## Brief
Take every line from the records below that includes the word "args".

(Records from a collection)
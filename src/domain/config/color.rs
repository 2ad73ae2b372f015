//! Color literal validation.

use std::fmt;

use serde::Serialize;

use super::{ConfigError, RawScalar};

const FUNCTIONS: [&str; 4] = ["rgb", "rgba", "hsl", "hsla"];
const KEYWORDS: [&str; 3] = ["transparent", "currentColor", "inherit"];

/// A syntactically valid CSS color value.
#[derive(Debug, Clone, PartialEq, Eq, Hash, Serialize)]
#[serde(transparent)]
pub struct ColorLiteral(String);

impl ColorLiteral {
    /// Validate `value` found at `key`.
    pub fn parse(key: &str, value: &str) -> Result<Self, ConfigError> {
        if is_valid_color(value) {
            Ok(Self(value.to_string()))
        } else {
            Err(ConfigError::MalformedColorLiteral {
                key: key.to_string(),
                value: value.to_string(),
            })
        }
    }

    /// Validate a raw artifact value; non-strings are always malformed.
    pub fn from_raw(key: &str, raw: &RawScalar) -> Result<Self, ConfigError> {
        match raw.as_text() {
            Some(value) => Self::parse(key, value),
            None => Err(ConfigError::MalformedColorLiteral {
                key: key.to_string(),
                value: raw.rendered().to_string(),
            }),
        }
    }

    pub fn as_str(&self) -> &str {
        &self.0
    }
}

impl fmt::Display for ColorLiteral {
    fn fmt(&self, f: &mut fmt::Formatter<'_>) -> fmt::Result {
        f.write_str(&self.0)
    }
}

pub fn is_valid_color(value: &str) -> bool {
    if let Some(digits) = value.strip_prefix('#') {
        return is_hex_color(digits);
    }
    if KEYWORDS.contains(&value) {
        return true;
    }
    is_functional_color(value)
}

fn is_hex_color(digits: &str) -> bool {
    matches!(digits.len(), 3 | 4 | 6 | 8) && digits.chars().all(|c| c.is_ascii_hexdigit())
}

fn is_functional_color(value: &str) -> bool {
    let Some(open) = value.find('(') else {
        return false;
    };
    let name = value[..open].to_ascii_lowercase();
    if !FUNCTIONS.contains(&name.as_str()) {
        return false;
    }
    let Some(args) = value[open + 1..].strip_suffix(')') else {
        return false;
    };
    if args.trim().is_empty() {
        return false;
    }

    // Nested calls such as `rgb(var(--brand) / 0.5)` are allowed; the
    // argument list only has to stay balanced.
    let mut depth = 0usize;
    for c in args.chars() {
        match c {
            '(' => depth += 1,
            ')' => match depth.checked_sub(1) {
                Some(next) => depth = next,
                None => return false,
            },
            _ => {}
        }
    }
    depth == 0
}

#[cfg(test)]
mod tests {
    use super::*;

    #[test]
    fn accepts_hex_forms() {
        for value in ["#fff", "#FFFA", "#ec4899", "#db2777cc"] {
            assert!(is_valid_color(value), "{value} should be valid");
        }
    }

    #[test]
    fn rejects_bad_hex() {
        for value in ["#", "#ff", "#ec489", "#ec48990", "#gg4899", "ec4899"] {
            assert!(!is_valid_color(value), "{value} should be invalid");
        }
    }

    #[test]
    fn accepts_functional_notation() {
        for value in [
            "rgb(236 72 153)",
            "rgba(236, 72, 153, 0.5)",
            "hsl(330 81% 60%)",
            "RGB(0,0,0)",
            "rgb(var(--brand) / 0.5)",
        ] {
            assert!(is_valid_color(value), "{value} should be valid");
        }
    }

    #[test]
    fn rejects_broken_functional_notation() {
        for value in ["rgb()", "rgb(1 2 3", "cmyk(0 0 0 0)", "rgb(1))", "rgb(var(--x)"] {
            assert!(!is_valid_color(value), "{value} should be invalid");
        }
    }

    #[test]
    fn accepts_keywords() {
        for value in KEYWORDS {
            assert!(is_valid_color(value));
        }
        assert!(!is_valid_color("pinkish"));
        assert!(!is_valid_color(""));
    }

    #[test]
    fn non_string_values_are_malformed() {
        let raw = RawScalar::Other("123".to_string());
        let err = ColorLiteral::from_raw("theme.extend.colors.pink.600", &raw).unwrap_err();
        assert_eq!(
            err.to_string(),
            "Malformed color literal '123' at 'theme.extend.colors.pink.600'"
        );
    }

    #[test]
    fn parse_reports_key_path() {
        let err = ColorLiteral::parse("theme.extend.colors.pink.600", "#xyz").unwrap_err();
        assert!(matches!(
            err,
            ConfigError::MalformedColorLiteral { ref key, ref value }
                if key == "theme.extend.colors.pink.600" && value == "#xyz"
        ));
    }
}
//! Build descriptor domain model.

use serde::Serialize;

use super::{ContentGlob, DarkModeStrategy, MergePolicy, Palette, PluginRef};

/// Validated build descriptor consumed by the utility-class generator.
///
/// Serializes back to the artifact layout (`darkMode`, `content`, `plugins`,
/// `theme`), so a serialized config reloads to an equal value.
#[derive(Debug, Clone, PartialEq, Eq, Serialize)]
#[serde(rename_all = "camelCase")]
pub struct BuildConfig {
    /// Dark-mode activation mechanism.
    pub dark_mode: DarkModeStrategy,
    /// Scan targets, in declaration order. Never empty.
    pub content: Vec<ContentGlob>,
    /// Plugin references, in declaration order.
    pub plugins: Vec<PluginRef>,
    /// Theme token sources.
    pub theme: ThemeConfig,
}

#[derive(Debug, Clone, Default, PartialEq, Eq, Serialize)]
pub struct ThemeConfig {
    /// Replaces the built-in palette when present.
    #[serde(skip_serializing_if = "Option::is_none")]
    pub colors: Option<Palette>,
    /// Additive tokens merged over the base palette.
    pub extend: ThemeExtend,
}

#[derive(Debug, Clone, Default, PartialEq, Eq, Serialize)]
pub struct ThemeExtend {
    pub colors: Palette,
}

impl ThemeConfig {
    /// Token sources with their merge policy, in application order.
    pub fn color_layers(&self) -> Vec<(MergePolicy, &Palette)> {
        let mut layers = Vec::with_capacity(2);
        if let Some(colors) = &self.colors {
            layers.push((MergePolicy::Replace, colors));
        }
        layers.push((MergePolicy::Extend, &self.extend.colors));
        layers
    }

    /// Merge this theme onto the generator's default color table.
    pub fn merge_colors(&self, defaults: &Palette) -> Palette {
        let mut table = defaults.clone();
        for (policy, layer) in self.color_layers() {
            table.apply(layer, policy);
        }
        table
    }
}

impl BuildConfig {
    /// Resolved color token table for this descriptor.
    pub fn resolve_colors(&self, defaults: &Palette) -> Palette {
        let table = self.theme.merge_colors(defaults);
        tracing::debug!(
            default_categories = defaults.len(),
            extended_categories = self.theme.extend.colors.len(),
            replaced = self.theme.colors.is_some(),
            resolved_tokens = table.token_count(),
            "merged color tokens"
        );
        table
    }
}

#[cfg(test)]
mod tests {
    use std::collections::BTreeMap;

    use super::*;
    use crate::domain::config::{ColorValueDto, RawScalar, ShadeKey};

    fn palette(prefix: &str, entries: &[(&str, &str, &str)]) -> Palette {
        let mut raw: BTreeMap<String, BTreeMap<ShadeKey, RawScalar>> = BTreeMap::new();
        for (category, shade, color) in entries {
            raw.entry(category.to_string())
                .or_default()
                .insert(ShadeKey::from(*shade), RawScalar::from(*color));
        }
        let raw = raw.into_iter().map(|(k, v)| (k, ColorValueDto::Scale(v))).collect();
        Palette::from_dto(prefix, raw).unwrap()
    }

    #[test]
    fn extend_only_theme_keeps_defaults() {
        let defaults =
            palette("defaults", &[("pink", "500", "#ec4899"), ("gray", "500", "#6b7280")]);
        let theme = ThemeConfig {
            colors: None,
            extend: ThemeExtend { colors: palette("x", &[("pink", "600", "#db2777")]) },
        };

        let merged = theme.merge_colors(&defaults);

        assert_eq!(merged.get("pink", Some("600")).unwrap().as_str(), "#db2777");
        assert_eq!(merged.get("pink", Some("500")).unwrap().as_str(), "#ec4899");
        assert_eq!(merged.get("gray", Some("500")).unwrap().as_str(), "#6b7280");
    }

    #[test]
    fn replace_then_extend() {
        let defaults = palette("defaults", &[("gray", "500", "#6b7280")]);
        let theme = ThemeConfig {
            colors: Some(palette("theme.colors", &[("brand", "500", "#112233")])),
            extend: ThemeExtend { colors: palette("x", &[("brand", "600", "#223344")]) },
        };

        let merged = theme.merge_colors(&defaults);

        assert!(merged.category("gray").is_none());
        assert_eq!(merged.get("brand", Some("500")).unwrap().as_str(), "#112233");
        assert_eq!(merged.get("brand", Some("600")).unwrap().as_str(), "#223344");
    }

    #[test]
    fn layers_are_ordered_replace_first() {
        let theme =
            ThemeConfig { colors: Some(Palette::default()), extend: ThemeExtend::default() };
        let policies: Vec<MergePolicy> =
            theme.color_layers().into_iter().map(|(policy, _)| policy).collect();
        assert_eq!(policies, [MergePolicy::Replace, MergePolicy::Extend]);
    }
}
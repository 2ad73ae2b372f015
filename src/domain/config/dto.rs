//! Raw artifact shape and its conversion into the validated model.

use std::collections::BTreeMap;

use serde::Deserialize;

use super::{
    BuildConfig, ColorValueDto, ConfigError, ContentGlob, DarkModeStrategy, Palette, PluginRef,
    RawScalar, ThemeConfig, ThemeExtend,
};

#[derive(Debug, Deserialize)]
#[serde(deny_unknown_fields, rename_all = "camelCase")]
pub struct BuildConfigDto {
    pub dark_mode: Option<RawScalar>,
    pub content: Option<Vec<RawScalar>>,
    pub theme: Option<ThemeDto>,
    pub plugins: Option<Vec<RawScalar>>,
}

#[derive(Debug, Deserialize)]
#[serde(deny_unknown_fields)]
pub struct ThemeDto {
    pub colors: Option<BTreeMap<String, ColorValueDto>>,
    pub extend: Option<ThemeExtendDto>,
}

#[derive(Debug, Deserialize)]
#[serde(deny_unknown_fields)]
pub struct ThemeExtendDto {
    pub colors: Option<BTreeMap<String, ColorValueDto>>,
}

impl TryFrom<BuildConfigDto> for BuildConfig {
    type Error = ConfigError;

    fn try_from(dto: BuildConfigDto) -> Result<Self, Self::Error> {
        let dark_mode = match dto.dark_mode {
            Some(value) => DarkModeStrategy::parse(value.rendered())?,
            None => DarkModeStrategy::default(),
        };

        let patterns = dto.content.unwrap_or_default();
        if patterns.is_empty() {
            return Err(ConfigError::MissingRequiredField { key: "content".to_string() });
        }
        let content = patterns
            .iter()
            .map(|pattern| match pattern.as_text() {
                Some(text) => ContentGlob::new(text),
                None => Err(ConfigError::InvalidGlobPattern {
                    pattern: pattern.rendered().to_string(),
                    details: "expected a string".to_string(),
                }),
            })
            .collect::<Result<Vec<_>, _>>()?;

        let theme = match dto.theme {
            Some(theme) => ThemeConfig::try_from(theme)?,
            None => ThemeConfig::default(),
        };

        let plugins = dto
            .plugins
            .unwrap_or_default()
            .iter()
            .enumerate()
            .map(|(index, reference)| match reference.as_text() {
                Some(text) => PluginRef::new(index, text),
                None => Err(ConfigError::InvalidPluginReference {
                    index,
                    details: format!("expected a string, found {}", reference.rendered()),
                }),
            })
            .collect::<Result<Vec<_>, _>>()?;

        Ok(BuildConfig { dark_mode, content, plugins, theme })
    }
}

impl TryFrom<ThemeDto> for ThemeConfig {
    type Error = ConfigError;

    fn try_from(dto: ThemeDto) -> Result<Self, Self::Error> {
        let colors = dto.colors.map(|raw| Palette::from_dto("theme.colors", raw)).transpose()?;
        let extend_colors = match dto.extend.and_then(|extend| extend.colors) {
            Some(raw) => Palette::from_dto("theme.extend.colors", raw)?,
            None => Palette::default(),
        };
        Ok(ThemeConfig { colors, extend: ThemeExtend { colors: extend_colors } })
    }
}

## Reply
    let Some(args) = value[open + 1..].strip_suffix(')') else {
    if args.trim().is_empty() {
    for c in args.chars() {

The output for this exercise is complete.